*TO DO*:
Total the lines of the entries below that hold the string "EnvFilter", then write only that total.

*SUPPLIED RECORDS*:

· · · · ·

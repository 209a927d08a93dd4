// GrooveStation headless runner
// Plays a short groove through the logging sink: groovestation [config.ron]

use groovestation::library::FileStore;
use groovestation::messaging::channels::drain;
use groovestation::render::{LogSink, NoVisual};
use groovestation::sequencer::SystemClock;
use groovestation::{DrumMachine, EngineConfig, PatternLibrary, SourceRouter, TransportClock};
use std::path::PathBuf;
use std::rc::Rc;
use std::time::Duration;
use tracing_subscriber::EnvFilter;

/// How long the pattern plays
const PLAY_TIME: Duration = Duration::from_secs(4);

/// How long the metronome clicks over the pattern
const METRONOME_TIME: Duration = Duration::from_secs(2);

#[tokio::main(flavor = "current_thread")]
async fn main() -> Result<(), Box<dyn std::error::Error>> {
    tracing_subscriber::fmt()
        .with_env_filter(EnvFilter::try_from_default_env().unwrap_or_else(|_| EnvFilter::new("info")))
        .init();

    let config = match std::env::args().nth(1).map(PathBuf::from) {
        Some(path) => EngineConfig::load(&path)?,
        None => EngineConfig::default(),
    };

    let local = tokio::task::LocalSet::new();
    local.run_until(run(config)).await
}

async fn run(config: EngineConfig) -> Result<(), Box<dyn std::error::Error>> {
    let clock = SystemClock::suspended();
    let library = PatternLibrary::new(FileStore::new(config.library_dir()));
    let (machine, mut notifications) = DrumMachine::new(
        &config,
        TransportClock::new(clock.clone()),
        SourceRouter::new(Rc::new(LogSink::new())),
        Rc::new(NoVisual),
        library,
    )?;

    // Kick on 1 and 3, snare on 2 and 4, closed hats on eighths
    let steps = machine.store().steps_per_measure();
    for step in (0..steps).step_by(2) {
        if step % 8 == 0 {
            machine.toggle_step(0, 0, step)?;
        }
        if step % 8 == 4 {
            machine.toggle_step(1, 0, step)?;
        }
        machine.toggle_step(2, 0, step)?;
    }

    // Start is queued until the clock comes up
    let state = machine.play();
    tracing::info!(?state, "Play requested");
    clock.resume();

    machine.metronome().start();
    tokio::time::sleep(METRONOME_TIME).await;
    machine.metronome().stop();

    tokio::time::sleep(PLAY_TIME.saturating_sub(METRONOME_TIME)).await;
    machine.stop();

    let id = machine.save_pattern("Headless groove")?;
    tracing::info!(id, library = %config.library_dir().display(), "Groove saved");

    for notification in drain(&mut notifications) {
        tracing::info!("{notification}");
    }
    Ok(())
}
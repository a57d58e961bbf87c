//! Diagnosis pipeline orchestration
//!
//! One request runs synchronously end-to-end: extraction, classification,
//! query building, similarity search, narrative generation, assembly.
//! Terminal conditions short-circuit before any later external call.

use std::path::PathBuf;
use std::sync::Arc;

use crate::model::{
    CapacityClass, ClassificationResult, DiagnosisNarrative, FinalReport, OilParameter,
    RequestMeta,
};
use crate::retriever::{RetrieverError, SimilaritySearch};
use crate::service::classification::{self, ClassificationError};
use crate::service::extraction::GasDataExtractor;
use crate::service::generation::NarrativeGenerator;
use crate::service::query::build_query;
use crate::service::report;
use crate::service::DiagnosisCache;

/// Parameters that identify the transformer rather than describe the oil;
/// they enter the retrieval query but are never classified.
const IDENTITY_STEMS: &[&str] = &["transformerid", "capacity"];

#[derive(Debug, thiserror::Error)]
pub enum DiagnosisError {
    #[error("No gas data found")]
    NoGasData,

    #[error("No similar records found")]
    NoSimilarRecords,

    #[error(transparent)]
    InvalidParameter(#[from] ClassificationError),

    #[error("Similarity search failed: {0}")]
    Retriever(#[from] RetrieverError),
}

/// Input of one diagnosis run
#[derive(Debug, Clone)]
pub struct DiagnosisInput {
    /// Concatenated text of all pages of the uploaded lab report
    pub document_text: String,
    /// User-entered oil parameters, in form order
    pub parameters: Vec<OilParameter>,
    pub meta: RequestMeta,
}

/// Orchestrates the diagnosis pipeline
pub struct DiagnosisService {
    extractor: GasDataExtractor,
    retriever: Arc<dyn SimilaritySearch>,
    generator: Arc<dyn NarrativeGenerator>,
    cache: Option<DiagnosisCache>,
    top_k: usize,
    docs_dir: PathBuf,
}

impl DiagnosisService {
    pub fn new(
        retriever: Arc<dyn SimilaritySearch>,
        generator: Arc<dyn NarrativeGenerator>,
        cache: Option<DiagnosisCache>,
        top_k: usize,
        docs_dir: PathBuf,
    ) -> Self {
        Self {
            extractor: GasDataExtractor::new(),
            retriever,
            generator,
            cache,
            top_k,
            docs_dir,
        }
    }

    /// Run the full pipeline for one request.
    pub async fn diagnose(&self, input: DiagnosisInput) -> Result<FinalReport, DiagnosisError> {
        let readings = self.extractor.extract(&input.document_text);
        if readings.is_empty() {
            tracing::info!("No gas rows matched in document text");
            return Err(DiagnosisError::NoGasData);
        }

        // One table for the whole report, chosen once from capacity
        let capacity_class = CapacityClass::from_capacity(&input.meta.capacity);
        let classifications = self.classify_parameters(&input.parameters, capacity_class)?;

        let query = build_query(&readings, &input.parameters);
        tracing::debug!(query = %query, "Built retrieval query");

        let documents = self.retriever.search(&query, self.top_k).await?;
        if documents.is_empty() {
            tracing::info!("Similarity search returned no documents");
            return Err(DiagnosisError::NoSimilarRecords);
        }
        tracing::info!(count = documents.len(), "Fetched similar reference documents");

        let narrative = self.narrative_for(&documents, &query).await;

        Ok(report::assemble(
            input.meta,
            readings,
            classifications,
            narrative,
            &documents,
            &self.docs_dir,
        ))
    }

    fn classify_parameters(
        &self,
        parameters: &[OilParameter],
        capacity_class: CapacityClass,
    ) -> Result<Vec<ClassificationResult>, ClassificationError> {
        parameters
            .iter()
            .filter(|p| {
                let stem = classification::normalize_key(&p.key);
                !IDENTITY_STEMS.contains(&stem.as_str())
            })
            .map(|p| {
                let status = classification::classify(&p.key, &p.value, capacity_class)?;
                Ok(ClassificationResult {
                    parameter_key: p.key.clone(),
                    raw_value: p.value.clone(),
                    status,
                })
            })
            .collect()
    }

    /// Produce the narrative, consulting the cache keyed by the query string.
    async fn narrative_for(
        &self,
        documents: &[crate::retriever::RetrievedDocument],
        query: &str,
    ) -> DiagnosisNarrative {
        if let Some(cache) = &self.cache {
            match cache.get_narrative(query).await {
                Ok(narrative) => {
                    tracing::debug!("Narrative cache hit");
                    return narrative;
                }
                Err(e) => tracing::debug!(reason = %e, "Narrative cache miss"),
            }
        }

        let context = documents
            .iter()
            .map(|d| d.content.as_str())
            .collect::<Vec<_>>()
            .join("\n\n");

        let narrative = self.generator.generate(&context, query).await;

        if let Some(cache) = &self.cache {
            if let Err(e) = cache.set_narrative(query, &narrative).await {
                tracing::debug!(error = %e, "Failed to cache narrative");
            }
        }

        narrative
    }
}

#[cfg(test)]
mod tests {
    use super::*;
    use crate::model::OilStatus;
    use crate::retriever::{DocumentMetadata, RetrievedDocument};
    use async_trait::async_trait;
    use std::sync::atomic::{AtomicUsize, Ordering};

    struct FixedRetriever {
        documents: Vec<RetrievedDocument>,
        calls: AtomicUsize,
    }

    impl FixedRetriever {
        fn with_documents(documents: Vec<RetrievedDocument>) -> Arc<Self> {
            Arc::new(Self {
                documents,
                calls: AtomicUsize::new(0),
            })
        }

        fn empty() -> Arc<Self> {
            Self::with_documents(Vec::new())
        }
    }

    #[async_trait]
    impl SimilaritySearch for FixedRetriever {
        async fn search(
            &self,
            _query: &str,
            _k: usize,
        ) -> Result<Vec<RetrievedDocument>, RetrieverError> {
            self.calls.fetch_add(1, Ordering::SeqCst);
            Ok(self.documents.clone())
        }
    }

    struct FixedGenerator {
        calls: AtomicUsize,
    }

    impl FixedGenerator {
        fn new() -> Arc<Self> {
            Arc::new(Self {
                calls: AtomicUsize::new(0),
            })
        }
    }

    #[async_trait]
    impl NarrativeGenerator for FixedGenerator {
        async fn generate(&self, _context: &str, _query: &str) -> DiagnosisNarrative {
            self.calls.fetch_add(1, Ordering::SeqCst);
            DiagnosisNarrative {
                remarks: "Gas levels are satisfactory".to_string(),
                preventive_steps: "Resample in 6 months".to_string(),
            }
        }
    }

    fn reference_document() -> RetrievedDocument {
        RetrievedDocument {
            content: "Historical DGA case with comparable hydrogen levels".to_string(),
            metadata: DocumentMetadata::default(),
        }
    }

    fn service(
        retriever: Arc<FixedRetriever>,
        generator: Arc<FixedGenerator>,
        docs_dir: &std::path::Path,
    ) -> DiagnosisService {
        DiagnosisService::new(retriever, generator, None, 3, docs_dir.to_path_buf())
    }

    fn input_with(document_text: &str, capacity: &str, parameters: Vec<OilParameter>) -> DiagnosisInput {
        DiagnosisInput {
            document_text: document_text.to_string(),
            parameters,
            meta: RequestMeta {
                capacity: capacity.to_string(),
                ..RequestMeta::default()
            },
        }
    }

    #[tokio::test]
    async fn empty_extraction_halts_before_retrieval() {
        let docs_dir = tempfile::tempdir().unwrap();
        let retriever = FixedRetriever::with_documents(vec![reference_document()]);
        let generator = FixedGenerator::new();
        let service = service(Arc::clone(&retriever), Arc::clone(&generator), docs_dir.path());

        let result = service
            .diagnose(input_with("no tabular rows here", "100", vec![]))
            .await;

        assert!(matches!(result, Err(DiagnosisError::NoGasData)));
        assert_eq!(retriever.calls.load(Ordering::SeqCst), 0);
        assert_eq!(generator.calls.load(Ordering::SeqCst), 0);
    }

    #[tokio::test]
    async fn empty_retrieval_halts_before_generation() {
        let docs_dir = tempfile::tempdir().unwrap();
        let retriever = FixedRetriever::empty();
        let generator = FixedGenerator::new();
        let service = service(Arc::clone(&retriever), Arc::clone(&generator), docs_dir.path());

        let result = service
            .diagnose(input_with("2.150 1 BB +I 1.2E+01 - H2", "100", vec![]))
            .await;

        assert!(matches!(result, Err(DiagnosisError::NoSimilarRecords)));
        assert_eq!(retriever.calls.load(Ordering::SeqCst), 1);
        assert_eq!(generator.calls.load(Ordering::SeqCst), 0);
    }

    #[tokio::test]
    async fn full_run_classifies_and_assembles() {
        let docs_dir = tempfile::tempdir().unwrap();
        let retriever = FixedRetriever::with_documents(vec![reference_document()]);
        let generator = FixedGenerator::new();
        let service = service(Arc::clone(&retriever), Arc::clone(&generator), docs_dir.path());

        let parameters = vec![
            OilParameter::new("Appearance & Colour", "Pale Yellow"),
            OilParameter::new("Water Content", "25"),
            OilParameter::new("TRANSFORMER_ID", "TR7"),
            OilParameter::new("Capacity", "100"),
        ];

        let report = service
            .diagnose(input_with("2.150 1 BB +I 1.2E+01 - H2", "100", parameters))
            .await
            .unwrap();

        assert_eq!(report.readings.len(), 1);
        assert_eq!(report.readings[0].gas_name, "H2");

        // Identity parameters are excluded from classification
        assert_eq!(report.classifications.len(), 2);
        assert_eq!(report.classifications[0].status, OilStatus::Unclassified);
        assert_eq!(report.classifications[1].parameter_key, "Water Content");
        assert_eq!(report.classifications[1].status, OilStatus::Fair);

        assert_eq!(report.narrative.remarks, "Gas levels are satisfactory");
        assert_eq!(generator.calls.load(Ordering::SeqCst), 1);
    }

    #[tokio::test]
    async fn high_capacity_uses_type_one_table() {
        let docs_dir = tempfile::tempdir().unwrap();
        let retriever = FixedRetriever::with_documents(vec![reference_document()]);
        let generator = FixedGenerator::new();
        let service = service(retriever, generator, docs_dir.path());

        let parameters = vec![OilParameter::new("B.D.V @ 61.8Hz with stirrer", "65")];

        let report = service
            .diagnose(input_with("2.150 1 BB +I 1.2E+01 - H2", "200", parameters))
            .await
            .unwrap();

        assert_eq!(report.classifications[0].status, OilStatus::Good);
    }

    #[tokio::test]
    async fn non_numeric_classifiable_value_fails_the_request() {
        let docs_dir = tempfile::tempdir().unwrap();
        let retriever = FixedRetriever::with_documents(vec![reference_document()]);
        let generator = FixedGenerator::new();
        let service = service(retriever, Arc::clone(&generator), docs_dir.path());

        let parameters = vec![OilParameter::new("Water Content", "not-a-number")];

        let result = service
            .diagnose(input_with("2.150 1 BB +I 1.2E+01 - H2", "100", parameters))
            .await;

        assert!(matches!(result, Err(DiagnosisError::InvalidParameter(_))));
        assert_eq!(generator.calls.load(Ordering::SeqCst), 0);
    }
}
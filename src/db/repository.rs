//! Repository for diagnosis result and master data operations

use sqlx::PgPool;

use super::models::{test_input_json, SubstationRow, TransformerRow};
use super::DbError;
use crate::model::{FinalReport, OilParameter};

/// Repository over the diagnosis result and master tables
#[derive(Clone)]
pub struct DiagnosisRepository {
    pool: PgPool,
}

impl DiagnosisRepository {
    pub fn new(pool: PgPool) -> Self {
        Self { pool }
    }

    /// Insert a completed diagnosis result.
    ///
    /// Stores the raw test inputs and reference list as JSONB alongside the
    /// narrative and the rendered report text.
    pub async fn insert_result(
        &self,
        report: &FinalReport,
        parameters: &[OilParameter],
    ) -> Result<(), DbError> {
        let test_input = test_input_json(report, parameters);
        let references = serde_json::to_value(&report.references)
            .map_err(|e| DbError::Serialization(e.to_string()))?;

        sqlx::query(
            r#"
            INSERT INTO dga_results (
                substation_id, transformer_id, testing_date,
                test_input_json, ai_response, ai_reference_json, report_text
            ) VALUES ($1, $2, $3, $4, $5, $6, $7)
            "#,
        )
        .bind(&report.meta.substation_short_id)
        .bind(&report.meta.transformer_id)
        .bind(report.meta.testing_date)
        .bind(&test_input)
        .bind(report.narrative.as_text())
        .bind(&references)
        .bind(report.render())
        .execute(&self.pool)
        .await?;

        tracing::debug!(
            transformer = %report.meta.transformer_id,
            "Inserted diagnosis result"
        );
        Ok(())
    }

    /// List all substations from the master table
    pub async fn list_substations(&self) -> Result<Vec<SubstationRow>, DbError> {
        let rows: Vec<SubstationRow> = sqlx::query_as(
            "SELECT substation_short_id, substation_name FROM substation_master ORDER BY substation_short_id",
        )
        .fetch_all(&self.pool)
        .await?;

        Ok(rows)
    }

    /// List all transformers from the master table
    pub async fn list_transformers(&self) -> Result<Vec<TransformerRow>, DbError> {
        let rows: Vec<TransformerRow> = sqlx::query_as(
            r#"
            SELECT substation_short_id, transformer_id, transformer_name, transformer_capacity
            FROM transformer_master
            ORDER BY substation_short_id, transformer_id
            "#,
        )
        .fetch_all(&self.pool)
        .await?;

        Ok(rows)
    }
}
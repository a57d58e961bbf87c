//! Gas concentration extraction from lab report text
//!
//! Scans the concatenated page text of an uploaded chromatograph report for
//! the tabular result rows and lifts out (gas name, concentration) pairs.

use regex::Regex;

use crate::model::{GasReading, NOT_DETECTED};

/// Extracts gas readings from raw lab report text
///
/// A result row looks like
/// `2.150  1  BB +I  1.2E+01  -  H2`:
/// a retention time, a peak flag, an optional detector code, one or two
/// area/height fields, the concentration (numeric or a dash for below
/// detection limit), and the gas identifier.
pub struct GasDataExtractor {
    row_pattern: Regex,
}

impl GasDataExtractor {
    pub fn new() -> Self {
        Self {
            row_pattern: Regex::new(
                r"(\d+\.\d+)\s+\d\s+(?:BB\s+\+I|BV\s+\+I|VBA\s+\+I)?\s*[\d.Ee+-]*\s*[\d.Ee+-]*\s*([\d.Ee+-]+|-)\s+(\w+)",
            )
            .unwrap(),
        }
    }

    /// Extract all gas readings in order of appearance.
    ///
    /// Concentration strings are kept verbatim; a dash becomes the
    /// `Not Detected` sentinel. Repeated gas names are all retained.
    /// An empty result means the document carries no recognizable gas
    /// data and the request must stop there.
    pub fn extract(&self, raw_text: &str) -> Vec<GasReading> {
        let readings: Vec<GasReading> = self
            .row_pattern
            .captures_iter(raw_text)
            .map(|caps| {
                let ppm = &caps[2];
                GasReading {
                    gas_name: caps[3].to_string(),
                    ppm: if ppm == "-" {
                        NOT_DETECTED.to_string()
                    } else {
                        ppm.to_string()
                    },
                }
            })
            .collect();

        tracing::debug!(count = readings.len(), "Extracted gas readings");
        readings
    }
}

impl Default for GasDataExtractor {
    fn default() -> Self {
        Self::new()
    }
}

· · · · ·

*ANSWER*:
2